Let $\mathcal{A}$ be a simple Abelian variety of dimension $g$ over $\mathbb{Q}$, and let $\ell$ be the rank of the Mordell-Weil group $\mathcal{A}(\mathbb {Q})$. Assume $\ell \geq 1$. A conjecture of Mazur asserts that the closure of $\mathcal{A}(\mathbb {Q})$ into $\mathcal{A}(\mathbb{R})$ for the real topology contains the neutral component $\mathcal{A} (\mathbb{R})^{0}$ of the origin.

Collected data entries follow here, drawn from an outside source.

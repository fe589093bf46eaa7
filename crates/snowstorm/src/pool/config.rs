use crate::{Error, Result};
use core::time::Duration;
use rand::Rng;

/// Largest accepted buffer capacity.
pub const MAX_BUFFER_SIZE: usize = 65_384;

/// Largest accepted number of workers (per source, in monotonic mode).
pub const MAX_WORKERS: usize = 100;

pub const DEFAULT_BUFFER_SIZE: usize = 4096;
pub const DEFAULT_WORKERS: usize = 8;

/// Ids requested per fetch in FIFO mode.
pub const DEFAULT_BATCH_SIZE: usize = 512;

/// Ids requested per fetch in monotonic mode. Smaller batches keep bucket
/// heads fresh.
pub const MONOTONIC_BATCH_SIZE: usize = 128;

/// Deadline for a single fetch attempt.
pub const DEFAULT_FETCH_TIMEOUT: Duration = Duration::from_secs(3);

/// How a [`Pool`] turns batches into a single stream of ids.
///
/// [`Pool`]: crate::Pool
#[derive(Clone, Copy, Debug, Default, PartialEq, Eq)]
pub enum Topology {
    /// All workers feed one shared queue. Ids come out in arrival order,
    /// which interleaves batches arbitrarily.
    #[default]
    Fifo,

    /// One bucket per (source, worker) pair, merged so that the output never
    /// decreases. A lagging bucket can stall the merge.
    Monotonic,
}

/// Delay applied after a failed fetch: `base` plus a uniformly random amount
/// in `[0, jitter)`.
#[derive(Clone, Copy, Debug, PartialEq, Eq)]
pub struct Backoff {
    pub base: Duration,
    pub jitter: Duration,
}

impl Default for Backoff {
    fn default() -> Self {
        Self {
            base: Duration::from_millis(250),
            jitter: Duration::from_millis(100),
        }
    }
}

impl Backoff {
    pub fn delay<R: Rng>(&self, rng: &mut R) -> Duration {
        let jitter_ms = self.jitter.as_millis() as u64;
        if jitter_ms == 0 {
            return self.base;
        }
        self.base + Duration::from_millis(rng.random_range(0..jitter_ms))
    }
}

/// Tuning knobs for a [`Pool`]. Usually filled in through [`PoolBuilder`].
///
/// [`Pool`]: crate::Pool
/// [`PoolBuilder`]: crate::PoolBuilder
#[derive(Clone, Debug)]
pub struct PoolConfig {
    /// Capacity of the output queue, and of every bucket in monotonic mode.
    pub buffer_size: usize,

    /// Worker tasks in FIFO mode; workers per source in monotonic mode.
    pub workers: usize,

    /// Ids per fetch. `None` picks [`DEFAULT_BATCH_SIZE`] or
    /// [`MONOTONIC_BATCH_SIZE`] depending on the topology.
    pub batch_size: Option<usize>,

    pub fetch_timeout: Duration,
    pub backoff: Backoff,
    pub topology: Topology,

    /// Seed for source selection and backoff jitter. `None` seeds from the
    /// thread-local rng.
    pub seed: Option<u64>,
}

impl Default for PoolConfig {
    fn default() -> Self {
        Self {
            buffer_size: DEFAULT_BUFFER_SIZE,
            workers: DEFAULT_WORKERS,
            batch_size: None,
            fetch_timeout: DEFAULT_FETCH_TIMEOUT,
            backoff: Backoff::default(),
            topology: Topology::default(),
            seed: None,
        }
    }
}

impl PoolConfig {
    /// Resolved batch size for this configuration.
    pub fn batch_size(&self) -> usize {
        self.batch_size.unwrap_or(match self.topology {
            Topology::Fifo => DEFAULT_BATCH_SIZE,
            Topology::Monotonic => MONOTONIC_BATCH_SIZE,
        })
    }

    /// Checks every bound.
    ///
    /// # Errors
    ///
    /// Returns [`Error::InvalidConfig`] naming the first setting out of range.
    pub fn validate(&self) -> Result<()> {
        if !(1..=MAX_BUFFER_SIZE).contains(&self.buffer_size) {
            return Err(Error::invalid_config(format!(
                "buffer size must be between 1 and {MAX_BUFFER_SIZE}, got {}",
                self.buffer_size
            )));
        }
        if !(1..=MAX_WORKERS).contains(&self.workers) {
            return Err(Error::invalid_config(format!(
                "worker count must be between 1 and {MAX_WORKERS}, got {}",
                self.workers
            )));
        }
        if self.batch_size() == 0 {
            return Err(Error::invalid_config("batch size must be greater than 0"));
        }
        if self.fetch_timeout.is_zero() {
            return Err(Error::invalid_config(
                "fetch timeout must be greater than 0",
            ));
        }
        Ok(())
    }
}
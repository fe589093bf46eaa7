use axum::{
    Json,
    http::StatusCode,
    response::{IntoResponse, Response},
};
use core::num::ParseIntError;
use serde::Serialize;
use snowstorm::BoxError;

pub type Result<T, E = Error> = core::result::Result<T, E>;

/// Errors raised by [`HttpSource`](crate::HttpSource).
///
/// Everything except the constructor variants is transient: inside a
/// [`Pool`](snowstorm::Pool) it is logged and retried.
#[derive(thiserror::Error, Debug)]
#[non_exhaustive]
pub enum Error {
    #[error("at least one host is required")]
    NoHosts,

    #[error("invalid host {host:?}: {reason}")]
    InvalidHost { host: String, reason: String },

    #[error("failed to build request: {0}")]
    Request(#[from] axum::http::Error),

    #[error("transport error: {0}")]
    Transport(#[source] BoxError),

    #[error("failed to read response body: {0}")]
    Body(#[source] axum::Error),

    #[error("peer responded {status}: {message}")]
    Status { status: StatusCode, message: String },

    #[error("failed to decode ids: {0}")]
    Decode(#[from] serde_json::Error),

    #[error("expected {expected} ids, received {received}")]
    Count { expected: usize, received: usize },
}

impl From<Error> for snowstorm::Error {
    fn from(err: Error) -> Self {
        Self::fetch(err)
    }
}

/// A rejected id request. Rendered as `400 {"error": "<message>"}`.
#[derive(thiserror::Error, Debug)]
pub enum ApiError {
    #[error("{0}")]
    InvalidCount(#[from] ParseIntError),

    #[error("exceeded the maximum number per request, {max}")]
    TooMany { max: usize },

    #[error("{0}")]
    Query(#[from] axum::extract::rejection::QueryRejection),
}

#[derive(Serialize)]
struct ErrorBody {
    error: String,
}

impl IntoResponse for ApiError {
    fn into_response(self) -> Response {
        tracing::debug!("Rejected id request: {self}");
        let body = ErrorBody {
            error: self.to_string(),
        };
        (StatusCode::BAD_REQUEST, Json(body)).into_response()
    }
}
//! Bounded id queues shared by workers, the merge loop and consumers.
//!
//! A [`Producer`] is the sending half. Every push races the pool's
//! cancellation token, so a worker blocked on a full queue exits as soon as
//! the pool closes. When a wake signal is attached, each successful push
//! notifies it; [`Notify`] stores a permit when nobody is waiting, so the
//! merge loop never misses the push that ended its wait.
//!
//! A [`Bucket`] is a receiving half with a one-slot peeked head, used by the
//! monotonic merge.

use std::sync::Arc;
use tokio::sync::{Notify, mpsc};
use tokio_util::sync::CancellationToken;

/// Creates a bounded queue of `capacity` ids.
pub(crate) fn channel(
    capacity: usize,
    wake: Option<Arc<Notify>>,
) -> (Producer, mpsc::Receiver<i64>) {
    let (tx, rx) = mpsc::channel(capacity);
    (Producer { tx, wake }, rx)
}

#[derive(Clone)]
pub(crate) struct Producer {
    tx: mpsc::Sender<i64>,
    wake: Option<Arc<Notify>>,
}

impl Producer {
    /// Pushes one id, waiting for room.
    ///
    /// Returns `false` if the pool is shutting down or the receiving side is
    /// gone; the id is dropped in that case.
    pub(crate) async fn push(&self, id: i64, shutdown: &CancellationToken) -> bool {
        tokio::select! {
            biased;
            () = shutdown.cancelled() => false,
            sent = self.tx.send(id) => {
                if sent.is_err() {
                    return false;
                }
                if let Some(wake) = &self.wake {
                    wake.notify_one();
                }
                true
            }
        }
    }
}

/// The consuming side of one (source, worker) queue.
pub(crate) struct Bucket {
    rx: mpsc::Receiver<i64>,
    head: Option<i64>,
}

impl Bucket {
    pub(crate) const fn new(rx: mpsc::Receiver<i64>) -> Self {
        Self { rx, head: None }
    }

    /// Returns the next id without consuming it, if one is buffered.
    pub(crate) fn peek(&mut self) -> Option<i64> {
        if self.head.is_none() {
            self.head = self.rx.try_recv().ok();
        }
        self.head
    }

    /// Consumes and returns the next id, if one is buffered.
    pub(crate) fn take(&mut self) -> Option<i64> {
        self.peek();
        self.head.take()
    }
}

#[cfg(test)]
mod tests {
    use super::*;
    use core::time::Duration;

    #[tokio::test]
    async fn push_then_peek_then_take() {
        let shutdown = CancellationToken::new();
        let (producer, rx) = channel(32, None);
        let mut bucket = Bucket::new(rx);

        assert!(producer.push(123, &shutdown).await);
        assert_eq!(bucket.peek(), Some(123));
        assert_eq!(bucket.peek(), Some(123));
        assert_eq!(bucket.take(), Some(123));
        assert_eq!(bucket.peek(), None);
        assert_eq!(bucket.take(), None);
    }

    #[tokio::test]
    async fn push_signals_wake() {
        let shutdown = CancellationToken::new();
        let wake = Arc::new(Notify::new());
        let (producer, _rx) = channel(32, Some(Arc::clone(&wake)));

        // Pushes before anyone waits leave a single permit behind
        assert!(producer.push(1, &shutdown).await);
        assert!(producer.push(2, &shutdown).await);
        tokio::time::timeout(Duration::from_secs(1), wake.notified())
            .await
            .expect("wake permit should be stored");
    }

    #[tokio::test]
    async fn full_queue_yields_to_cancellation() {
        let shutdown = CancellationToken::new();
        let (producer, _rx) = channel(1, None);
        assert!(producer.push(1, &shutdown).await);

        let blocked = {
            let producer = producer.clone();
            let shutdown = shutdown.clone();
            tokio::spawn(async move { producer.push(2, &shutdown).await })
        };
        tokio::time::sleep(Duration::from_millis(20)).await;
        assert!(!blocked.is_finished());

        shutdown.cancel();
        let pushed = tokio::time::timeout(Duration::from_secs(1), blocked)
            .await
            .expect("push should observe cancellation")
            .unwrap();
        assert!(!pushed);
    }

    #[tokio::test]
    async fn push_fails_once_receiver_is_gone() {
        let shutdown = CancellationToken::new();
        let (producer, rx) = channel(4, None);
        drop(rx);
        assert!(!producer.push(1, &shutdown).await);
    }
}
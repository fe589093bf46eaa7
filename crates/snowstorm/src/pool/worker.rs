use crate::{
    Error, Result, Source,
    pool::{config::Backoff, queue::Producer},
};
use core::time::Duration;
use rand::{Rng, rngs::StdRng};
use std::sync::Arc;
use tokio::time::{sleep, timeout};
use tokio_util::sync::CancellationToken;

/// A fetch loop feeding one queue.
///
/// Workers share nothing but their queue and the pool's cancellation token.
/// In FIFO mode every worker holds all sources and picks one at random per
/// attempt; in monotonic mode each worker is pinned to a single source.
pub(crate) struct Worker {
    #[cfg_attr(not(feature = "tracing"), allow(dead_code))]
    pub(crate) id: usize,
    pub(crate) sources: Vec<Arc<dyn Source>>,
    pub(crate) batch_size: usize,
    pub(crate) fetch_timeout: Duration,
    pub(crate) backoff: Backoff,
    pub(crate) rng: StdRng,
    pub(crate) queue: Producer,
    pub(crate) shutdown: CancellationToken,
}

impl Worker {
    /// Runs until the pool is cancelled.
    ///
    /// Fetch failures (including timeouts and short batches) are logged and
    /// retried after a jittered backoff, forever. Ids fetched but not yet
    /// pushed when cancellation arrives are dropped.
    pub(crate) async fn run(mut self) {
        #[cfg(feature = "tracing")]
        tracing::trace!("Worker {} started", self.id);

        'fetch: loop {
            let source = self.pick_source();
            let attempt = fetch_batch(source.as_ref(), self.batch_size, self.fetch_timeout);

            let fetched = tokio::select! {
                biased;
                () = self.shutdown.cancelled() => break 'fetch,
                fetched = attempt => fetched,
            };

            match fetched {
                Ok(ids) => {
                    for id in ids {
                        if !self.queue.push(id, &self.shutdown).await {
                            break 'fetch;
                        }
                    }
                }
                Err(_e) => {
                    let delay = self.backoff.delay(&mut self.rng);

                    #[cfg(feature = "tracing")]
                    tracing::warn!(
                        "Worker {} fetch failed, retrying in {delay:?}: {_e}",
                        self.id
                    );

                    tokio::select! {
                        biased;
                        () = self.shutdown.cancelled() => break 'fetch,
                        () = sleep(delay) => {}
                    }
                }
            }
        }

        #[cfg(feature = "tracing")]
        tracing::trace!("Worker {} stopped", self.id);
    }

    fn pick_source(&mut self) -> Arc<dyn Source> {
        let index = match self.sources.len() {
            1 => 0,
            len => self.rng.random_range(0..len),
        };
        Arc::clone(&self.sources[index])
    }
}

/// One fetch attempt, bounded by `deadline`. A batch of the wrong size counts
/// as a failure.
pub(crate) async fn fetch_batch(
    source: &dyn Source,
    batch_size: usize,
    deadline: Duration,
) -> Result<Vec<i64>> {
    let ids = timeout(deadline, source.fetch(batch_size))
        .await
        .map_err(|_| Error::FetchTimeout(deadline))??;

    if ids.len() != batch_size {
        return Err(Error::ShortBatch {
            expected: batch_size,
            received: ids.len(),
        });
    }
    Ok(ids)
}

This is known only under the extra hypothesis $\ell \geq g^{2}-g+1$. We investigate here a quantitative refinement of this question: for each given positive $h$, the set of points in $\mathcal{A}(\mathbb {Q})$ of Néron-Tate height $\leq h$ is finite, and we study how these points are distributed into the connected component $\mathcal{A}(\mathbb {R})^{0}$. More generally we consider an Abelian variety $\mathcal{A}$ over a number field $K$ embedded in $\mathbb{R}$, and a subgroup $\Gamma$ of $\mathcal{A}(K)$ of sufficiently large rank. The effective result of density we obtain relies on an estimate of Diophantine approximation, namely a lower bound for linear combinations of determinants involving Abelian logarithms.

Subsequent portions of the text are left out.